North Lemmon Lake has a higher water quality grade (B, Good) than Castle Rock Dam Lake (D, Poor). Both are in Wisconsin.
Castle Rock Dam Lake and North Lemmon Lake are both in North Dakota — a same-state head-to-head where the comparison comes down to lake-specific differences in depth, watershed, and monitoring history rather than the broader state-level water-quality regime. North Lemmon Lake (B) is materially cleaner than Castle Rock Dam Lake (D). A gap that wide is unlikely to close in a single year of remediation work; it reflects multi-decade differences in the lakes themselves.

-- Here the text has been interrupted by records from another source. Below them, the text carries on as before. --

//! Single-slot fault hand-off between background loops and the coordinator.

use tokio::sync::mpsc;

use crate::error::Error;

/// A terminal failure reported by one of the background loops.
#[derive(Debug)]
pub enum Fault {
    /// The poll loop could not complete a fetch and has stopped.
    Poll(Error),
    /// The metrics server could not bind or serve and has stopped.
    Serve(Error),
}

/// Sending half of the fault channel, cloned into each background loop.
#[derive(Clone)]
pub struct FaultSender(mpsc::Sender<Fault>);

/// Create the capacity-one fault channel.
pub fn fault_channel() -> (FaultSender, mpsc::Receiver<Fault>) {
    let (tx, rx) = mpsc::channel(1);
    (FaultSender(tx), rx)
}

impl FaultSender {
    /// Hand off a fault without blocking.
    ///
    /// The channel holds exactly one fault; only the first report is kept
    /// and later reports are dropped.
    pub fn report(&self, fault: Fault) {
        let _ = self.0.try_send(fault);
    }
}
use postmark_exporter::app::{App, ShutdownReason};
use postmark_exporter::config::Config;
use tracing::{error, info};

#[tokio::main]
async fn main() {
    let _ = dotenvy::dotenv();

    let config = match Config::from_env() {
        Ok(config) => config,
        Err(err) => {
            eprintln!("Failed to load config: {err}");
            std::process::exit(1);
        }
    };

    config.logging.init();
    info!(interval = ?config.polling_interval, "postmark exporter starting");

    match App::run(config).await {
        Ok(ShutdownReason::Signal) => info!("postmark exporter stopped"),
        Ok(ShutdownReason::PollFailed(err)) => {
            error!(error = %err, "poll loop failed");
            std::process::exit(1);
        }
        Ok(ShutdownReason::ServeFailed(err)) => {
            error!(error = %err, "metrics server failed");
            std::process::exit(1);
        }
        Err(err) => {
            error!(error = %err, "Fatal error");
            std::process::exit(1);
        }
    }
}
//! Postmark exporter - Prometheus metrics for Postmark email delivery.
//!
//! This crate polls the Postmark HTTP API for outbound delivery and bounce
//! statistics on a fixed interval and republishes them as Prometheus gauges
//! on a `/metrics` scrape endpoint.
//!
//! # Architecture
//!
//! Three concurrent activities share the process:
//!
//! - **`app::Poller`** - fetches both statistic sets each interval and
//!   projects them into the gauge registry; stops on the first fetch failure
//! - **`app::serve`** - the metrics HTTP server, always answering scrapes
//!   with whatever the last successful poll produced
//! - **`app::App`** - the shutdown coordinator: waits for the first of an
//!   operator signal or a background fault and drives a bounded shutdown
//!
//! The loops communicate only through a shared cancellation signal and a
//! single-slot, first-writer-wins fault channel.
//!
//! # Modules
//!
//! - [`config`] - Configuration from environment variables
//! - [`error`] - Error types for the crate
//! - [`metrics`] - The gauge registry and text exposition
//! - [`port`] - Trait definition for the statistics source
//! - [`postmark`] - Postmark API client and response types
//! - [`app`] - Application orchestration and lifecycle

pub mod app;
pub mod config;
pub mod error;
pub mod metrics;
pub mod port;
pub mod postmark;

For a recreational visitor, the wider grade gap is decisive — North Lemmon Lake is the better water-quality choice. For a researcher, the gap is the interesting part: what is different about the two watersheds, and which of those differences is mutable?
Castle Rock Dam Lake
Murky, only visible to about 3.8 ft.
North Lemmon Lake
Murky, only visible to about 5.7 ft.
Side-by-Side Metrics
| Metric | Castle Rock Dam Lake | North Lemmon Lake |
|---|---|---|
| Overall Grade | D (Poor) | B (Good) |
| Water Clarity | 3.8 ft | 5.7 ft |
| Phosphorus | No data | No data |
| Chlorophyll-a (Algae) | 24.3 µg/L | 4.8 µg/L |
| Maximum Depth | - | - |
| Surface Area | 14.2 acres | 49.8 acres |
| Public Access | Unknown | Unknown |
| Fish Species | 0 | 0 |
| Trophic State | eutrophic | mesotrophic |
Bold value = better for that metric (lower phosphorus / chlorophyll = cleaner; higher Secchi / depth / species count = better).
Verdict
North Lemmon Lake wins on overall water quality with a Grade B versus Castle Rock Dam Lake's Grade D. Water clarity: 5.7 ft vs 3.8 ft. For fishing diversity, North Lemmon Lake also leads with 0 species.